Durante séculos, a sociedade tem operado sob a premissa de que existem apenas dois sexos: masculino e feminino. Esta visão binária tem moldado sistemas legais, sociais e médicos, influenciando profundamente a forma como as pessoas são reconhecidas e tratadas.
No entanto, avanços científicos e relatos de experiências vividas têm desafiado esta conceção simplista, revelando uma realidade muito mais complexa e diversa.
A ciência revela um espectro
Tradicionalmente, o sexo biológico tem sido determinado com base em características como cromossomas (XX ou XY), gónadas (ovários ou testículos) e genitália externa. Contudo, estudos científicos têm demonstrado que estas características nem sempre se alinham de forma clara ou binária. Condições conhecidas como variações nas características sexuais (VCS), referidas como intersexo ou intersexuais, são exemplo desta complexidade.
Estima-se que cerca de 1,7% da população mundial nasça com alguma forma de VCS, ou seja, mais de 100 milhões de pessoas, uma prevalência comparável à de pessoas com cabelo ruivo. Estas variações podem incluir combinações de cromossomas, gónadas e genitália que não se enquadram nas definições típicas de masculino ou feminino. Por exemplo, indivíduos com Síndrome de Insensibilidade Androgénica (SIA) possuem cromossomas XY, mas desenvolvem características físicas femininas devido à insensibilidade às hormonas masculinas.
Além disso, a investigação genética tem identificado múltiplos genes envolvidos no desenvolvimento sexual, como o SRY, WNT4 e RSPO1, cuja expressão pode variar, resultando numa ampla gama de características sexuais. Estas descobertas desafiam a ideia de que o sexo é determinado exclusivamente por um único fator genético ou hormonal. Talvez por isso, “a biologia humana é muito mais expansiva do que as simples categorias de mulheres e homens.“
Implicações legais e sociais das categorias sexuais binárias
A insistência em categorias sexuais binárias tem levado a práticas médicas controversas, como cirurgias de “normalização” em bebés intersexo, muitas vezes realizadas sem o consentimento informado dos indivíduos afetados. Estas intervenções podem ter consequências físicas e psicológicas nefastas e duradouras.
Como se não bastasse, muitas pessoas nunca descobrem a sua condição a menos que procurem ajuda médica mais tarde na sua vida para outras situações. Por exemplo, equipas de cirurgia estavam a operar um homem a uma hérnia, quando descobriram que ele tinha um útero. O homem tinha 70 anos e quatro filhos.

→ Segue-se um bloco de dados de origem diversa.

//! Connects the engine's [`WalletTransfers`] seam to the Locus wallet API.
use fliptable_engine::{settlement_objects::TransferInstruction, SettlementError, WalletTransfers};
use locus_tools::{LocusApi, LocusApiError};
use log::*;

#[derive(Debug, Clone)]
pub struct LocusWallet {
    api: LocusApi,
}

impl LocusWallet {
    pub fn new(api: LocusApi) -> Self {
        Self { api }
    }
}

impl WalletTransfers for LocusWallet {
    async fn send_transfer(&self, transfer: &TransferInstruction) -> Result<String, SettlementError> {
        trace!("💸️ Sending {} {} to Locus. Memo: {}", transfer.amount, transfer.currency, transfer.memo);
        self.api.send(transfer).await.map_err(settlement_error)
    }
}

fn settlement_error(e: LocusApiError) -> SettlementError {
    match e {
        LocusApiError::QueryError { status, message } => SettlementError::Rejected { status, body: message },
        LocusApiError::RestResponseError(s) => SettlementError::Transport(s),
        LocusApiError::Initialization(s) => SettlementError::Configuration(s),
    }
}
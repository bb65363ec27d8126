use thiserror::Error;

#[derive(Debug, Clone, PartialEq, Eq, Error)]
pub enum MarketApiError {
    #[error("No restaurants are available")]
    NoRestaurants,
    #[error("Restaurant {0} does not exist")]
    RestaurantNotFound(String),
}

Em termos legais, a maioria dos sistemas jurídicos reconhece apenas dois sexos, o que pode marginalizar pessoas com VCS ou identidades de género não conformes. Embora alguns países tenham começado a implementar medidas para proteger os direitos destas populações, como a proibição de cirurgias não consensuais em menores, ainda há um longo caminho a percorrer para garantir igualdade e reconhecimento pleno.
Rejeitar um binarismo estanque é abraçar a diversidade da natureza humana
Organizações e ativistas têm destacado a necessidade de políticas inclusivas, educação pública e reformas legais que reconheçam a diversidade das experiências humanas em relação ao sexo e género.
A visibilidade crescente de pessoas com VCS e identidades de género diversas tem contribuído para um diálogo mais informado e empático, desafiando estigmas e promovendo uma compreensão mais abrangente da diversidade humana.
Muitas sociedades estão agora mais confortáveis com homens e mulheres a cruzar as fronteiras sociais convencionais sobre a sua identidade e expressão de género ou orientação sexual. Mas quando se trata de sexo, ainda há intensa pressão social para se encaixar no modelo binário.
Falta à sociedade e à lei acompanharem a ciência no que toca ao sexo
A visão binária do sexo não reflete a complexidade da biologia humana nem as experiências vividas por muitas pessoas. Importa assim reconhecer e respeitar esta diversidade. A ciência já reconhece há décadas a diversidade do sexo biológico, rejeitando um binarismo estanque, falta agora que a sociedade e a lei a acompanhem.
“Dado que não há um parâmetro biológico que se sobreponha a todos os restantes parâmetros, a identidade de género parece ser o parâmetro mais razoável”, disse Eric Vilain, diretor do Centro de Biologia de Género da Universidade da Califórnia, em Los Angeles. “Noutras palavras, se você quer saber se alguém é homem ou mulher, a melhor opção pode ser apenas perguntar“.